It's not much of a "trick", but this works for 4-char strings. Obviously it gets uglier for longer strings, but the idea is the same.

这不是什么“技巧”，但这适用于 4 个字符的字符串。显然，更长的字符串会变得更丑，但想法是一样的。

char array[] = new char[4];
for (char c0 = 'a'; c0 <= 'z'; c0++) {
  array[0] = c0;
  for (char c1 = 'a'; c1 <= 'z'; c1++) {
    array[1] = c1;
    for (char c2 = 'a'; c2 <= 'z'; c2++) {
      array[2] = c2;
      for (char c3 = 'a'; c3 <= 'z'; c3++) {
        array[3] = c3;
        String s = new String(array);
        System.out.println(s);
      }
    }
  }
}

I would create a character array and increment the characters individually. Strings are immutable in Java, so each change would create a new spot on the heap resulting in memory growing and growing.

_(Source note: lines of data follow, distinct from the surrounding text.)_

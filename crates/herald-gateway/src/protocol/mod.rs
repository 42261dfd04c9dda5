//! Gateway protocol definitions
//!
//! Defines the WebSocket protocol including op codes, message formats, and close codes.

mod close_codes;
mod error;
mod frames;
mod messages;
mod opcodes;
mod payloads;

pub use close_codes::{CloseCode, NORMAL_CLOSE, RESUMABLE_CLOSE};
pub use error::ProtocolError;
pub use frames::InboundFrame;
pub use messages::GatewayMessage;
pub use opcodes::OpCode;
pub use payloads::{HelloPayload, IdentifyPayload, IdentifyProperties, ReadyPayload, ReadyUser, ResumePayload};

我会创建一个字符数组并单独增加字符。字符串在 Java 中是不可变的，因此每次更改都会在堆上创建一个新位置，从而导致内存越来越大。

With a character array, you shouldn't have that problem...

使用字符数组，你不应该有这个问题......

Have an array of byte that contain ascii values, and have loop that increments the far right digit while doing carry overs.

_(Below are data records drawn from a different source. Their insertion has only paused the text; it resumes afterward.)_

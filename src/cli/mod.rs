//! IG-017: CLI subcommands: init, validate, plan, deploy, status, reset.

use crate::core::error::EngineError;
use crate::core::executor::Executor;
use crate::core::journal::{FileJournal, JournalStore};
use crate::core::types::{
    ActionOutcome, ActionStatus, Disposition, ExecutionPlan, PlanReview, RunReport, Value,
};
use crate::core::{parser, planner, resolver};
use crate::env::local::LocalChain;
use crate::tripwire::eventlog::EventLog;
use clap::Subcommand;
use std::collections::HashMap;
use std::path::{Path, PathBuf};
use std::sync::Arc;

#[derive(Subcommand, Debug)]
pub enum Commands {
    /// Initialize a new ignis project
    Init {
        /// Directory to initialize (default: current)
        #[arg(default_value = ".")]
        path: PathBuf,
    },

    /// Validate ignis.yaml without touching any environment
    Validate {
        /// Path to ignis.yaml
        #[arg(short, long, default_value = "ignis.yaml")]
        file: PathBuf,
    },

    /// Show the execution plan, annotated with journal state
    Plan {
        /// Path to ignis.yaml
        #[arg(short, long, default_value = "ignis.yaml")]
        file: PathBuf,

        /// Parameter override, repeatable (key=value)
        #[arg(short, long = "param", value_name = "KEY=VALUE")]
        params: Vec<String>,

        /// State directory
        #[arg(long, default_value = "state")]
        state_dir: PathBuf,
    },

    /// Execute the module against the local chain, resuming from the journal
    Deploy {
        /// Path to ignis.yaml
        #[arg(short, long, default_value = "ignis.yaml")]
        file: PathBuf,

        /// Parameter override, repeatable (key=value)
        #[arg(short, long = "param", value_name = "KEY=VALUE")]
        params: Vec<String>,

        /// State directory
        #[arg(long, default_value = "state")]
        state_dir: PathBuf,

        /// Chain state file (default: <state-dir>/chain.json)
        #[arg(long)]
        chain: Option<PathBuf>,

        /// Override policy.max_in_flight
        #[arg(long)]
        max_in_flight: Option<usize>,

        /// Override policy.timeout_ms
        #[arg(long)]
        timeout_ms: Option<u64>,
    },

    /// Show journal entries
    Status {
        /// State directory
        #[arg(long, default_value = "state")]
        state_dir: PathBuf,

        /// Only this module
        #[arg(short, long)]
        module: Option<String>,
    },

    /// Reset a journal entry so the action runs again
    Reset {
        /// State directory
        #[arg(long, default_value = "state")]
        state_dir: PathBuf,

        /// Module the entry belongs to
        #[arg(short, long)]
        module: String,

        /// Action id (e.g. MyModule#Token)
        #[arg(short, long)]
        action: String,
    },
}

/// Dispatch a CLI command.
pub fn dispatch(cmd: Commands) -> Result<(), String> {
    match cmd {
        Commands::Init { path } => cmd_init(&path),
        Commands::Validate { file } => cmd_validate(&file),
        Commands::Plan {
            file,
            params,
            state_dir,
        } => cmd_plan(&file, &params, &state_dir),
        Commands::Deploy {
            file,
            params,
            state_dir,
            chain,
            max_in_flight,
            timeout_ms,
        } => cmd_deploy(&DeployArgs {
            file: &file,
            params: &params,
            state_dir: &state_dir,
            chain: chain.as_deref(),
            max_in_flight,
            timeout_ms,
        }),
        Commands::Status { state_dir, module } => cmd_status(&state_dir, module.as_deref()),
        Commands::Reset {
            state_dir,
            module,
            action,
        } => cmd_reset(&state_dir, &module, &action),
    }
}

fn cmd_init(path: &Path) -> Result<(), String> {
    let desc_path = path.join("ignis.yaml");
    if desc_path.exists() {
        return Err(format!("{} already exists", desc_path.display()));
    }

    let state_dir = path.join("state");
    std::fs::create_dir_all(&state_dir).map_err(|e| format!("cannot create state dir: {}", e))?;

    let template = r#"version: "1.0"
module: MyModule
description: "Managed by ignis"

parameters:
  initialSupply: { type: uint, default: "1000000" }

actions:
  token:
    contract: Token
    args: ["{{params.initialSupply}}"]

exports: [token]

policy:
  max_in_flight: 1
  timeout_ms: 60000
  tripwire: true
"#;
    std::fs::write(&desc_path, template)
        .map_err(|e| format!("cannot write {}: {}", desc_path.display(), e))?;

    println!("Initialized ignis project at {}", path.display());
    println!("  Created: {}", desc_path.display());
    println!("  Created: {}/", state_dir.display());
    Ok(())
}

fn cmd_validate(file: &Path) -> Result<(), String> {
    let desc = parser::parse_description_file(file)?;
    let errors = parser::validate_description(&desc);
    if !errors.is_empty() {
        for e in &errors {
            eprintln!("  ERROR: {}", e);
        }
        return Err(format!("{} validation error(s)", errors.len()));
    }

    // Cycles only show up once references are wired.
    let module = parser::build_module(&desc).map_err(|e| e.to_string())?;
    planner::plan(&module).map_err(|e| e.to_string())?;

    println!(
        "OK: {} ({} parameters, {} actions, {} exports)",
        desc.module,
        desc.parameters.len(),
        desc.actions.len(),
        desc.exports.len()
    );
    Ok(())
}

/// Parse repeated `key=value` flags. Values stay strings; the resolver
/// coerces them to the declared parameter type.
fn parse_overrides(params: &[String]) -> Result<HashMap<String, Value>, String> {
    let mut overrides = HashMap::new();
    for raw in params {
        let (key, value) = raw
            .split_once('=')
            .ok_or_else(|| format!("invalid --param '{}': expected key=value", raw))?;
        let key = key.trim();
        if key.is_empty() {
            return Err(format!("invalid --param '{}': empty key", raw));
        }
        overrides.insert(key.to_string(), Value::String(value.to_string()));
    }
    Ok(overrides)
}

fn cmd_plan(file: &Path, params: &[String], state_dir: &Path) -> Result<(), String> {
    let (_, module) = parser::load_module(file)?;
    let overrides = parse_overrides(params)?;
    resolver::resolve_parameters(&module, &overrides).map_err(|e| e.to_string())?;

    let plan = planner::plan(&module).map_err(|e| e.to_string())?;
    let entries = FileJournal::new(state_dir)
        .load(&module.name)
        .map_err(|e| e.to_string())?;
    let review = planner::review(&module, &plan, &entries);

    print_plan(&review, &plan);
    Ok(())
}

fn disposition_symbol(disposition: Disposition) -> &'static str {
    match disposition {
        Disposition::Execute => "+",
        Disposition::Reuse => " ",
        Disposition::Reconcile => "?",
        Disposition::Retry => "~",
        Disposition::Bind => "=",
    }
}

/// Display a reviewed plan to stdout.
fn print_plan(review: &PlanReview, plan: &ExecutionPlan) {
    println!("Planning: {} ({} actions)", review.module, review.steps.len());
    println!();
    for step in &review.steps {
        println!(
            "  {} {:<40} {}",
            disposition_symbol(step.disposition),
            step.action_id.as_str(),
            step.description
        );
    }

    let concurrent: Vec<_> = plan
        .concurrent
        .iter()
        .filter(|(_, peers)| !peers.is_empty())
        .collect();
    if !concurrent.is_empty() {
        println!();
        println!("May run concurrently:");
        for (id, peers) in concurrent {
            let peers: Vec<&str> = peers.iter().map(|p| p.as_str()).collect();
            println!("  {} || {}", id, peers.join(", "));
        }
    }

    println!();
    println!(
        "Plan: {} to execute, {} to reuse, {} to reconcile, {} to retry.",
        review.to_execute, review.to_reuse, review.to_reconcile, review.to_retry
    );
}

struct DeployArgs<'a> {
    file: &'a Path,
    params: &'a [String],
    state_dir: &'a Path,
    chain: Option<&'a Path>,
    max_in_flight: Option<usize>,
    timeout_ms: Option<u64>,
}

fn cmd_deploy(args: &DeployArgs<'_>) -> Result<(), String> {
    let (desc, module) = parser::load_module(args.file)?;
    let overrides = parse_overrides(args.params)?;

    let mut policy = desc.policy.clone();
    if let Some(n) = args.max_in_flight {
        policy.max_in_flight = n;
    }
    if let Some(ms) = args.timeout_ms {
        policy.timeout_ms = ms;
    }

    let chain_path = args
        .chain
        .map(Path::to_path_buf)
        .unwrap_or_else(|| args.state_dir.join("chain.json"));
    let chain = Arc::new(LocalChain::load(&chain_path)?);
    let events = if policy.tripwire {
        EventLog::new(args.state_dir, &module.name)
    } else {
        EventLog::disabled()
    };
    let executor = Executor::new(chain.clone(), Arc::new(FileJournal::new(args.state_dir)))
        .with_policy(policy)
        .with_event_log(events);
    let cancel = executor.cancellation_token();

    let runtime = tokio::runtime::Builder::new_multi_thread()
        .enable_all()
        .build()
        .map_err(|e| format!("cannot start runtime: {}", e))?;
    let outcome = runtime.block_on(async {
        let interrupt = tokio::spawn(async move {
            if tokio::signal::ctrl_c().await.is_ok() {
                tracing::warn!("interrupt received; letting in-flight actions finish");
                cancel.cancel();
            }
        });
        let result = executor.run(&module, &overrides).await;
        interrupt.abort();
        result
    });

    // Whatever happened on chain must survive for the next run.
    chain.save(&chain_path)?;

    let report = match outcome {
        Ok(report) => report,
        Err(EngineError::AllActionsFailed { failed, report }) => {
            print_report(&report);
            return Err(format!("all attempted actions failed ({})", failed));
        }
        Err(e) => return Err(e.to_string()),
    };
    print_report(&report);

    if report.failed() > 0 {
        return Err(format!(
            "{} action(s) failed, {} skipped; rerun to resume",
            report.failed(),
            report.skipped()
        ));
    }
    if report.skipped() > 0 {
        return Err(format!(
            "deployment interrupted; {} action(s) not started, rerun to resume",
            report.skipped()
        ));
    }
    Ok(())
}

/// Display a run report to stdout.
fn print_report(report: &RunReport) {
    println!("Deploying: {} (run {})", report.module, report.run_id);
    println!();
    for (id, outcome) in &report.outcomes {
        println!("  {}: {}", id, outcome);
    }

    if !report.exports.is_empty() {
        println!();
        println!("Exports:");
        for (name, value) in &report.exports {
            println!("  {} = {}", name, value);
        }
    }

    let reused = report
        .outcomes
        .values()
        .filter(|o| matches!(o, ActionOutcome::Completed { reused: true, .. }))
        .count();
    println!();
    println!(
        "Deploy finished: {} completed ({} reused), {} failed, {} skipped ({:.1}s)",
        report.completed(),
        reused,
        report.failed(),
        report.skipped(),
        report.total_duration.as_secs_f64()
    );
}

fn cmd_status(state_dir: &Path, module_filter: Option<&str>) -> Result<(), String> {
    if !state_dir.exists() {
        println!("No state found. Run `ignis deploy` first.");
        return Ok(());
    }
    let dirents = std::fs::read_dir(state_dir)
        .map_err(|e| format!("cannot read state dir {}: {}", state_dir.display(), e))?;
    let mut modules: Vec<String> = dirents
        .flatten()
        .filter(|d| d.path().join("journal").is_dir())
        .map(|d| d.file_name().to_string_lossy().to_string())
        .filter(|name| module_filter.map(|f| f == name).unwrap_or(true))
        .collect();
    modules.sort();

    let journal = FileJournal::new(state_dir);
    let mut found = false;
    for module in &modules {
        let entries = journal.load(module).map_err(|e| e.to_string())?;
        if entries.is_empty() {
            continue;
        }
        found = true;
        let mut entries: Vec<_> = entries.into_values().collect();
        entries.sort_by(|a, b| a.action_id.cmp(&b.action_id));

        println!("Module: {} ({} entries)", module, entries.len());
        for entry in &entries {
            let mut line = format!(
                "    {}: {} attempts={}",
                entry.action_id, entry.status, entry.attempts
            );
            if let Some(result) = &entry.result {
                line.push_str(&format!(" result={}", result));
            }
            if let Some(external_ref) = &entry.external_ref {
                line.push_str(&format!(" ref={}", external_ref));
            }
            if let Some(error) = &entry.error {
                line.push_str(&format!(" error=\"{}\"", error));
            }
            println!("{}", line);
        }
        println!();
    }

    if !found {
        println!("No state found. Run `ignis deploy` first.");
    }
    Ok(())
}

fn cmd_reset(state_dir: &Path, module: &str, action: &str) -> Result<(), String> {
    let journal = FileJournal::new(state_dir);
    let entries = journal.load(module).map_err(|e| e.to_string())?;
    let id = entries
        .keys()
        .find(|id| id.as_str() == action)
        .cloned()
        .ok_or_else(|| format!("no journal entry for {} in module {}", action, module))?;

    let previous = journal.reset(module, &id).map_err(|e| e.to_string())?;
    let was = previous
        .map(|p| p.status)
        .unwrap_or(ActionStatus::Pending);
    println!("Reset {}: {} -> {}", id, was, ActionStatus::Pending);
    Ok(())
}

有一个包含 ascii 值的字节数组，并有一个循环，在执行结转时增加最右边的数字。

Then create the string using

然后使用创建字符串

public String(byte[] bytes, String charsetName)

Make sure you pass in the charset as US-ASCII or UTF-8 to be unambiguous.

确保将字符集作为 US-ASCII 或 UTF-8 传递，以确保无歧义。

You're basically implementing a Base 26 number systemwith leading "zeroes" ("a").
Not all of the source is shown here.